Your assignment:
Only lines with the word "derive" belong in the answer; copy them from the records below.

Source data:
• • • • •

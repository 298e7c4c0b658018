//! Movement commands and their delta encoding.
//!
//! A `MoveCmd` is the per-tick record of player intent. On the wire a
//! command is always sent relative to a base command:
//!
//! ```text
//! ┌──────────┬───────────────────────────────────┬──────┬───────┐
//! │ bits (1) │ changed fields, in bit order      │ msec │ light │
//! └──────────┴───────────────────────────────────┴──────┴───────┘
//! ```
//!
//! Angles and moves are little-endian `i16`, buttons and impulse are bytes.
//! `msec` and `light_level` are fresh measurements every tick and are
//! always written.

use anyhow::{ensure, Context};
use bytes::{Buf, BufMut};

bitflags::bitflags! {
    /// Button bits carried by a command.
    #[derive(Debug, Clone, Copy, PartialEq, Eq, Hash, Default)]
    pub struct CmdButtons: u8 {
        const ATTACK = 1 << 0;
        const USE = 1 << 1;
        const ANY = 1 << 7; // Any key down while the game has focus
    }
}

bitflags::bitflags! {
    /// Presence bits for delta-encoded fields.
    #[derive(Debug, Clone, Copy, PartialEq, Eq)]
    pub struct DeltaBits: u8 {
        const ANGLE1 = 1 << 0;
        const ANGLE2 = 1 << 1;
        const ANGLE3 = 1 << 2;
        const FORWARD = 1 << 3;
        const SIDE = 1 << 4;
        const UP = 1 << 5;
        const BUTTONS = 1 << 6;
        const IMPULSE = 1 << 7;
    }
}

const ANGLE_BITS: [DeltaBits; 3] = [DeltaBits::ANGLE1, DeltaBits::ANGLE2, DeltaBits::ANGLE3];

/// Largest encoded size of one command.
pub const MAX_DELTA_SIZE: usize = 1 + 3 * 2 + 3 * 2 + 1 + 1 + 1 + 1;

/// One tick of player intent.
#[derive(Debug, Clone, Copy, PartialEq, Eq, Default)]
pub struct MoveCmd {
    /// Milliseconds of simulation this command covers.
    pub msec: u8,
    pub buttons: CmdButtons,
    /// Pitch/yaw/roll as short angles.
    pub angles: [i16; 3],
    pub forward_move: i16,
    pub side_move: i16,
    pub up_move: i16,
    /// One-shot event (weapon switch etc).
    pub impulse: u8,
    /// Ambient light at the player position.
    pub light_level: u8,
}

impl MoveCmd {
    /// Computes which fields of `self` differ from `base`.
    pub fn delta_bits(&self, base: &MoveCmd) -> DeltaBits {
        let mut bits = DeltaBits::empty();
        for (i, bit) in ANGLE_BITS.iter().enumerate() {
            if self.angles[i] != base.angles[i] {
                bits |= *bit;
            }
        }
        bits.set(DeltaBits::FORWARD, self.forward_move != base.forward_move);
        bits.set(DeltaBits::SIDE, self.side_move != base.side_move);
        bits.set(DeltaBits::UP, self.up_move != base.up_move);
        bits.set(DeltaBits::BUTTONS, self.buttons != base.buttons);
        bits.set(DeltaBits::IMPULSE, self.impulse != base.impulse);
        bits
    }
}

/// Writes `cmd` relative to `base`.
pub fn write_delta(base: &MoveCmd, cmd: &MoveCmd, buf: &mut impl BufMut) {
    let bits = cmd.delta_bits(base);
    buf.put_u8(bits.bits());

    for (i, bit) in ANGLE_BITS.iter().enumerate() {
        if bits.contains(*bit) {
            buf.put_i16_le(cmd.angles[i]);
        }
    }
    if bits.contains(DeltaBits::FORWARD) {
        buf.put_i16_le(cmd.forward_move);
    }
    if bits.contains(DeltaBits::SIDE) {
        buf.put_i16_le(cmd.side_move);
    }
    if bits.contains(DeltaBits::UP) {
        buf.put_i16_le(cmd.up_move);
    }
    if bits.contains(DeltaBits::BUTTONS) {
        buf.put_u8(cmd.buttons.bits());
    }
    if bits.contains(DeltaBits::IMPULSE) {
        buf.put_u8(cmd.impulse);
    }

    buf.put_u8(cmd.msec);
    buf.put_u8(cmd.light_level);
}

/// Reads a command written by [`write_delta`] against the same `base`.
pub fn read_delta(base: &MoveCmd, buf: &mut impl Buf) -> anyhow::Result<MoveCmd> {
    let bits = DeltaBits::from_bits_retain(read_u8(buf).context("delta bits")?);
    let mut cmd = *base;

    for (i, bit) in ANGLE_BITS.iter().enumerate() {
        if bits.contains(*bit) {
            cmd.angles[i] = read_i16(buf).with_context(|| format!("angle {i}"))?;
        }
    }
    if bits.contains(DeltaBits::FORWARD) {
        cmd.forward_move = read_i16(buf).context("forward move")?;
    }
    if bits.contains(DeltaBits::SIDE) {
        cmd.side_move = read_i16(buf).context("side move")?;
    }
    if bits.contains(DeltaBits::UP) {
        cmd.up_move = read_i16(buf).context("up move")?;
    }
    if bits.contains(DeltaBits::BUTTONS) {
        cmd.buttons = CmdButtons::from_bits_retain(read_u8(buf).context("buttons")?);
    }
    if bits.contains(DeltaBits::IMPULSE) {
        cmd.impulse = read_u8(buf).context("impulse")?;
    }

    cmd.msec = read_u8(buf).context("msec")?;
    cmd.light_level = read_u8(buf).context("light level")?;
    Ok(cmd)
}

fn read_u8(buf: &mut impl Buf) -> anyhow::Result<u8> {
    ensure!(buf.remaining() >= 1, "truncated command");
    Ok(buf.get_u8())
}

fn read_i16(buf: &mut impl Buf) -> anyhow::Result<i16> {
    ensure!(buf.remaining() >= 2, "truncated command");
    Ok(buf.get_i16_le())
}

• • • • •

Exercise answer:
    #[derive(Debug, Clone, Copy, PartialEq, Eq, Hash, Default)]
    #[derive(Debug, Clone, Copy, PartialEq, Eq)]
#[derive(Debug, Clone, Copy, PartialEq, Eq, Default)]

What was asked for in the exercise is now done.